Yesterday I took a cab from the Mayflower to the Wardman. The cabbie was a Yemeni man, polite but in no particular hurry to rush through traffic dangerously. After a few folks behind him issued the traditional 'you're not moving fast enough for my Type-A personality' salute, he drove still safer and we exchanged remarks about life being too short to have a heart attack over rush hour DC traffic. He was pleasant, if not quick, and I tipped him well as he was courteous with me through the duration of his return salutes to other cabbies.

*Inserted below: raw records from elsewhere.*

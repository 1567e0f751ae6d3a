//! Rule procedures of the kiwi grammar
//!
//! Every rule is a function `fn(&mut Parser) -> ParseResult<T>` written the
//! way a packrat parser generator lays out its output: one block per
//! alternative that marks the cursor, matches a short-circuiting sequence and
//! builds the node, or resets and falls through. `&&x` in a grammar line is a
//! forced match: once the alternative got that far, failing to match `x` ends
//! the parse.
//!
//! ```text
//! start:               packageHeader importList topLevelObjectList semi? &&ENDMARKER
//! packageHeader:       'package' &&identifier &&semi
//! identifier:          simpleIdentifier ('.' !'*' &&simpleIdentifier)*
//! simpleIdentifier:    NAME
//! importList:          importHeader*
//! importHeader:        'import' &&identifier importSuffix? &&semi
//! importSuffix:        importAlias | '.' '*'
//! importAlias:         'as' &&simpleIdentifier
//! semi:                NEWLINE | ';'
//! topLevelObjectList:  topLevelObject*
//! topLevelObject:      declaration &&semi
//! declaration:         functionDeclaration
//! functionDeclaration: modifiers 'fun' &&simpleIdentifier &&'(' &&')' (':' &&type)?
//! modifiers:           modifier*
//! modifier:            'public' | 'private' | 'internal'
//! type:                parenthesizedType | userType
//! parenthesizedType:   '(' type &&')'
//! userType:            userType '.' &&simpleUserType | simpleUserType
//! simpleUserType:      simpleIdentifier
//! ```

use super::engine::Parser;
use super::error::ParseResult;
use super::memo::RuleId;
use crate::kiwi::ast::{
    Declaration, File, FunctionDeclaration, Identifier, ImportAlias, ImportHeader, ImportSuffix,
    ImportWildcard, NodeList, PackageHeader, ParenthesizedType, TokenWrapper, Type, UserType,
};
use crate::kiwi::lexing::TokenKind;

/// Names [`Parser::name`] must not match
pub const KEYWORDS: &[&str] = &[
    "as", "fun", "import", "package", "public", "private", "internal",
];

const SEMI_EXPECTED: &str = "newline or ';'";

const START: RuleId = RuleId::new("start");
const PACKAGE_HEADER: RuleId = RuleId::new("packageHeader");
const IDENTIFIER: RuleId = RuleId::new("identifier");
const SIMPLE_IDENTIFIER: RuleId = RuleId::new("simpleIdentifier");
const IMPORT_LIST: RuleId = RuleId::new("importList");
const IMPORT_HEADER: RuleId = RuleId::new("importHeader");
const IMPORT_SUFFIX: RuleId = RuleId::new("importSuffix");
const IMPORT_ALIAS: RuleId = RuleId::new("importAlias");
const SEMI: RuleId = RuleId::new("semi");
const TOP_LEVEL_OBJECT_LIST: RuleId = RuleId::new("topLevelObjectList");
const TOP_LEVEL_OBJECT: RuleId = RuleId::new("topLevelObject");
const FUNCTION_DECLARATION: RuleId = RuleId::new("functionDeclaration");
const MODIFIERS: RuleId = RuleId::new("modifiers");
const TYPE: RuleId = RuleId::new("type");
const PARENTHESIZED_TYPE: RuleId = RuleId::new("parenthesizedType");
pub const USER_TYPE: RuleId = RuleId::new("userType");

pub fn start(p: &mut Parser) -> ParseResult<File> {
    p.memoize(START, |p| {
        let mark = p.mark();
        if let Some(package_header) = package_header(p)? {
            if let Some(imports) = import_list(p)? {
                if let Some(declarations) = top_level_object_list(p)? {
                    semi(p)?;
                    let end_marker =
                        p.forced(|p| Ok(p.expect(TokenKind::EndMarker)), "end of input")?;
                    return Ok(Some(File::new(
                        package_header,
                        imports,
                        declarations,
                        TokenWrapper::new(end_marker),
                    )?));
                }
            }
        }
        p.reset(mark);
        Ok(None)
    })
}

pub fn package_header(p: &mut Parser) -> ParseResult<PackageHeader> {
    p.memoize(PACKAGE_HEADER, |p| {
        let mark = p.mark();
        if let Some(keyword) = p.keyword("package") {
            let identifier = p.forced(identifier, "identifier")?;
            let terminator = p.forced(semi, SEMI_EXPECTED)?;
            return Ok(Some(PackageHeader::new(
                keyword.into(),
                identifier,
                terminator,
            )?));
        }
        p.reset(mark);
        Ok(None)
    })
}

pub fn identifier(p: &mut Parser) -> ParseResult<Identifier> {
    p.memoize(IDENTIFIER, |p| {
        let mark = p.mark();
        if let Some(first) = simple_identifier(p)? {
            let mut attrs = NodeList::new();
            attrs.push(first);
            loop {
                let segment = p.mark();
                // `a.*` belongs to the import suffix
                if p.expect(".").is_none() || !p.lookahead(false, |p| Ok(p.expect("*")))? {
                    p.reset(segment);
                    break;
                }
                attrs.push(p.forced(simple_identifier, "simpleIdentifier")?);
            }
            return Ok(Some(Identifier::new(attrs)?));
        }
        p.reset(mark);
        Ok(None)
    })
}

pub fn simple_identifier(p: &mut Parser) -> ParseResult<TokenWrapper> {
    p.memoize(SIMPLE_IDENTIFIER, |p| Ok(p.name().map(TokenWrapper::new)))
}

pub fn import_list(p: &mut Parser) -> ParseResult<NodeList<ImportHeader>> {
    p.memoize(IMPORT_LIST, |p| {
        let mut imports = NodeList::new();
        while let Some(import) = import_header(p)? {
            imports.push(import);
        }
        Ok(Some(imports))
    })
}

pub fn import_header(p: &mut Parser) -> ParseResult<ImportHeader> {
    p.memoize(IMPORT_HEADER, |p| {
        let mark = p.mark();
        if let Some(keyword) = p.keyword("import") {
            let identifier = p.forced(identifier, "identifier")?;
            let suffix = import_suffix(p)?;
            let terminator = p.forced(semi, SEMI_EXPECTED)?;
            return Ok(Some(ImportHeader::new(
                keyword.into(),
                identifier,
                suffix,
                terminator,
            )?));
        }
        p.reset(mark);
        Ok(None)
    })
}

pub fn import_suffix(p: &mut Parser) -> ParseResult<ImportSuffix> {
    p.memoize(IMPORT_SUFFIX, |p| {
        let mark = p.mark();
        if let Some(alias) = import_alias(p)? {
            return Ok(Some(ImportSuffix::Alias(alias)));
        }
        p.reset(mark);
        if let Some(dot) = p.expect(".") {
            if let Some(star) = p.expect("*") {
                let wildcard = ImportWildcard::new(dot.into(), star.into())?;
                return Ok(Some(ImportSuffix::Wildcard(wildcard)));
            }
        }
        p.reset(mark);
        Ok(None)
    })
}

pub fn import_alias(p: &mut Parser) -> ParseResult<ImportAlias> {
    p.memoize(IMPORT_ALIAS, |p| {
        let mark = p.mark();
        if let Some(keyword) = p.keyword("as") {
            let identifier = p.forced(simple_identifier, "simpleIdentifier")?;
            return Ok(Some(ImportAlias::new(keyword.into(), identifier)?));
        }
        p.reset(mark);
        Ok(None)
    })
}

pub fn semi(p: &mut Parser) -> ParseResult<TokenWrapper> {
    p.memoize(SEMI, |p| {
        let mark = p.mark();
        if let Some(newline) = p.expect(TokenKind::Newline) {
            return Ok(Some(newline.into()));
        }
        p.reset(mark);
        if let Some(semicolon) = p.expect(";") {
            return Ok(Some(semicolon.into()));
        }
        p.reset(mark);
        Ok(None)
    })
}

pub fn top_level_object_list(p: &mut Parser) -> ParseResult<NodeList<Declaration>> {
    p.memoize(TOP_LEVEL_OBJECT_LIST, |p| {
        let mut declarations = NodeList::new();
        while let Some(declaration) = top_level_object(p)? {
            declarations.push(declaration);
        }
        Ok(Some(declarations))
    })
}

pub fn top_level_object(p: &mut Parser) -> ParseResult<Declaration> {
    p.memoize(TOP_LEVEL_OBJECT, |p| {
        let mark = p.mark();
        if let Some(declaration) = declaration(p)? {
            p.forced(semi, SEMI_EXPECTED)?;
            return Ok(Some(declaration));
        }
        p.reset(mark);
        Ok(None)
    })
}

pub fn declaration(p: &mut Parser) -> ParseResult<Declaration> {
    function_declaration(p)
}

pub fn function_declaration(p: &mut Parser) -> ParseResult<FunctionDeclaration> {
    p.memoize(FUNCTION_DECLARATION, |p| {
        let mark = p.mark();
        if let Some(modifiers) = modifiers(p)? {
            if let Some(keyword) = p.keyword("fun") {
                let identifier = p.forced(simple_identifier, "simpleIdentifier")?;
                p.forced(|p| Ok(p.expect("(")), "'('")?;
                let close_paren = p.forced(|p| Ok(p.expect(")")), "')'")?;
                let return_type = match p.expect(":") {
                    Some(_) => Some(p.forced(ty, "type")?),
                    None => None,
                };
                return Ok(Some(FunctionDeclaration::new(
                    modifiers,
                    keyword.into(),
                    identifier,
                    close_paren.into(),
                    return_type,
                )?));
            }
        }
        p.reset(mark);
        Ok(None)
    })
}

pub fn modifiers(p: &mut Parser) -> ParseResult<NodeList<TokenWrapper>> {
    p.memoize(MODIFIERS, |p| {
        let mut modifiers = NodeList::new();
        while let Some(modifier) = modifier(p)? {
            modifiers.push(modifier);
        }
        Ok(Some(modifiers))
    })
}

pub fn modifier(p: &mut Parser) -> ParseResult<TokenWrapper> {
    for keyword in ["public", "private", "internal"] {
        if let Some(token) = p.keyword(keyword) {
            return Ok(Some(token.into()));
        }
    }
    Ok(None)
}

pub fn ty(p: &mut Parser) -> ParseResult<Type> {
    p.memoize(TYPE, |p| {
        let mark = p.mark();
        if let Some(parenthesized) = parenthesized_type(p)? {
            return Ok(Some(parenthesized.into()));
        }
        p.reset(mark);
        if let Some(user) = user_type(p)? {
            return Ok(Some(user.into()));
        }
        p.reset(mark);
        Ok(None)
    })
}

pub fn parenthesized_type(p: &mut Parser) -> ParseResult<ParenthesizedType> {
    p.memoize(PARENTHESIZED_TYPE, |p| {
        let mark = p.mark();
        if let Some(open) = p.expect("(") {
            if let Some(inner) = ty(p)? {
                let close = p.forced(|p| Ok(p.expect(")")), "')'")?;
                return Ok(Some(ParenthesizedType::new(
                    open.into(),
                    inner,
                    close.into(),
                )?));
            }
        }
        p.reset(mark);
        Ok(None)
    })
}

/// Left-recursive: `a.b.c` nests as `((a).b).c`
pub fn user_type(p: &mut Parser) -> ParseResult<UserType> {
    p.memoize_left_rec(USER_TYPE, |p| {
        let mark = p.mark();
        if let Some(qualifier) = user_type(p)? {
            if p.expect(".").is_some() {
                let identifier = p.forced(simple_user_type, "simpleUserType")?;
                return Ok(Some(UserType::new(Some(qualifier), identifier)?));
            }
        }
        p.reset(mark);
        if let Some(identifier) = simple_user_type(p)? {
            return Ok(Some(UserType::new(None, identifier)?));
        }
        p.reset(mark);
        Ok(None)
    })
}

pub fn simple_user_type(p: &mut Parser) -> ParseResult<TokenWrapper> {
    simple_identifier(p)
}

#[cfg(test)]
mod tests {
    use super::*;
    use crate::kiwi::ast::{Node, Position, Span};
    use crate::kiwi::parsing::ParseError;
    use crate::kiwi::testing::TokenScript;

    fn parser(script: TokenScript) -> Parser {
        Parser::new(script.end()).with_keywords(KEYWORDS)
    }

    #[test]
    fn test_identifier_collects_segments() {
        let mut p = parser(TokenScript::new().word("a").punct(".").word("b").punct(".").word("c"));
        let identifier = identifier(&mut p).unwrap().unwrap();

        assert_eq!(identifier.dotted(), "a.b.c");
        assert_eq!(identifier.attrs().len(), 3);
        assert_eq!(
            identifier.span(),
            Span::new(Position::new(1, 1), Position::new(1, 6))
        );
    }

    #[test]
    fn test_identifier_leaves_wildcard_alone() {
        let mut p = parser(TokenScript::new().word("a").punct(".").punct("*"));
        let identifier = identifier(&mut p).unwrap().unwrap();

        assert_eq!(identifier.dotted(), "a");
        assert_eq!(p.peek().text, ".");
    }

    #[test]
    fn test_dot_without_segment_is_fatal() {
        let mut p = parser(TokenScript::new().word("a").punct(".").punct(";"));

        assert!(matches!(
            identifier(&mut p),
            Err(ParseError::Forced { ref expected, .. }) if expected == "simpleIdentifier"
        ));
    }

    #[test]
    fn test_keyword_is_not_an_identifier() {
        let mut p = parser(TokenScript::new().word("import"));
        assert_eq!(identifier(&mut p).unwrap(), None);
    }

    #[test]
    fn test_import_with_wildcard() {
        let mut p = parser(
            TokenScript::new()
                .word("import")
                .word("a")
                .punct(".")
                .punct("*")
                .newline(),
        );
        let import = import_header(&mut p).unwrap().unwrap();

        assert!(matches!(import.suffix(), Some(ImportSuffix::Wildcard(_))));
        assert_eq!(import.end(), Position::new(1, 11));
    }

    #[test]
    fn test_user_type_nests_left() {
        let mut p = parser(TokenScript::new().word("a").punct(".").word("b").punct(".").word("c"));
        let user = user_type(&mut p).unwrap().unwrap();

        assert_eq!(user.dotted(), "a.b.c");
        assert_eq!(user.depth(), 2);
        assert_eq!(user.identifier().text(), "c");
        let inner = user.qualifier().unwrap();
        assert_eq!(inner.dotted(), "a.b");
        assert_eq!(inner.start(), Position::new(1, 1));
        assert_eq!(inner.end(), Position::new(1, 4));
    }

    #[test]
    fn test_parenthesized_type() {
        let mut p = parser(TokenScript::new().punct("(").word("a").punct(")"));
        let parsed = ty(&mut p).unwrap().unwrap();

        match parsed {
            Type::Parenthesized(inner) => {
                assert_eq!(inner.span(), Span::new(Position::new(1, 1), Position::new(1, 4)));
                assert!(matches!(inner.inner(), Type::User(_)));
            }
            other => panic!("expected a parenthesized type, got {other:?}"),
        }
    }

    #[test]
    fn test_function_declaration_with_modifiers_and_return_type() {
        let mut p = parser(
            TokenScript::new()
                .word("public")
                .word("fun")
                .word("main")
                .punct("(")
                .punct(")")
                .punct(":")
                .word("Unit"),
        );
        let function = function_declaration(&mut p).unwrap().unwrap();

        assert_eq!(function.identifier().text(), "main");
        assert_eq!(function.modifiers().len(), 1);
        assert_eq!(function.start(), Position::new(1, 1));
        assert_eq!(function.end(), Position::new(1, 23));
    }

    #[test]
    fn test_modifiers_without_fun_backtrack() {
        let mut p = parser(TokenScript::new().word("public").word("x"));

        assert_eq!(function_declaration(&mut p).unwrap(), None);
        assert_eq!(p.mark().index(), 0);
    }
}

Today I made the same trip and, once again, the Yemeni man was the cab I drew from the taxi queue. He spent almost the entire trip speaking on his cell phone in partial English and mostly his native tongue but it was clear he was unhappy-- no... he was scared. I discerned the words "scam," "house," "children," and that he had worked for 23 years to own his home and that if he worked 24 hours a day every day he could never make the new payment.
With moments to go in our second ride together he hung up his cell phone and we spoke. He remembered me as the kind man that didn't press him to rush dangerously during traffic the day before. He explained that last year he had been injured, spent time in the hospital, and refinanced his home to lower his payments (since a non-driving cabbie is a hungry cabbie). The mortgage he was placed in obviously had a teaser rate and, more obviously, had a rapid escalation back to market rates. He "thought" he was lowering his payments from $1800 a month to $1100 and that the refinance was a godsend to help him during difficult times with his health. This week he learned that his "new" payment was being adjusted to $3300 a month and that he will likely soon lose his home-- after 23 years.
As I wished him well and encouraged him to not give up hope and to seek someone reputable to help him consider his options, he burst out in tears. I tipped him as well as my conscience could allow without making him feel worse.
Today, my aggravations seem small and my life seems especially joyful.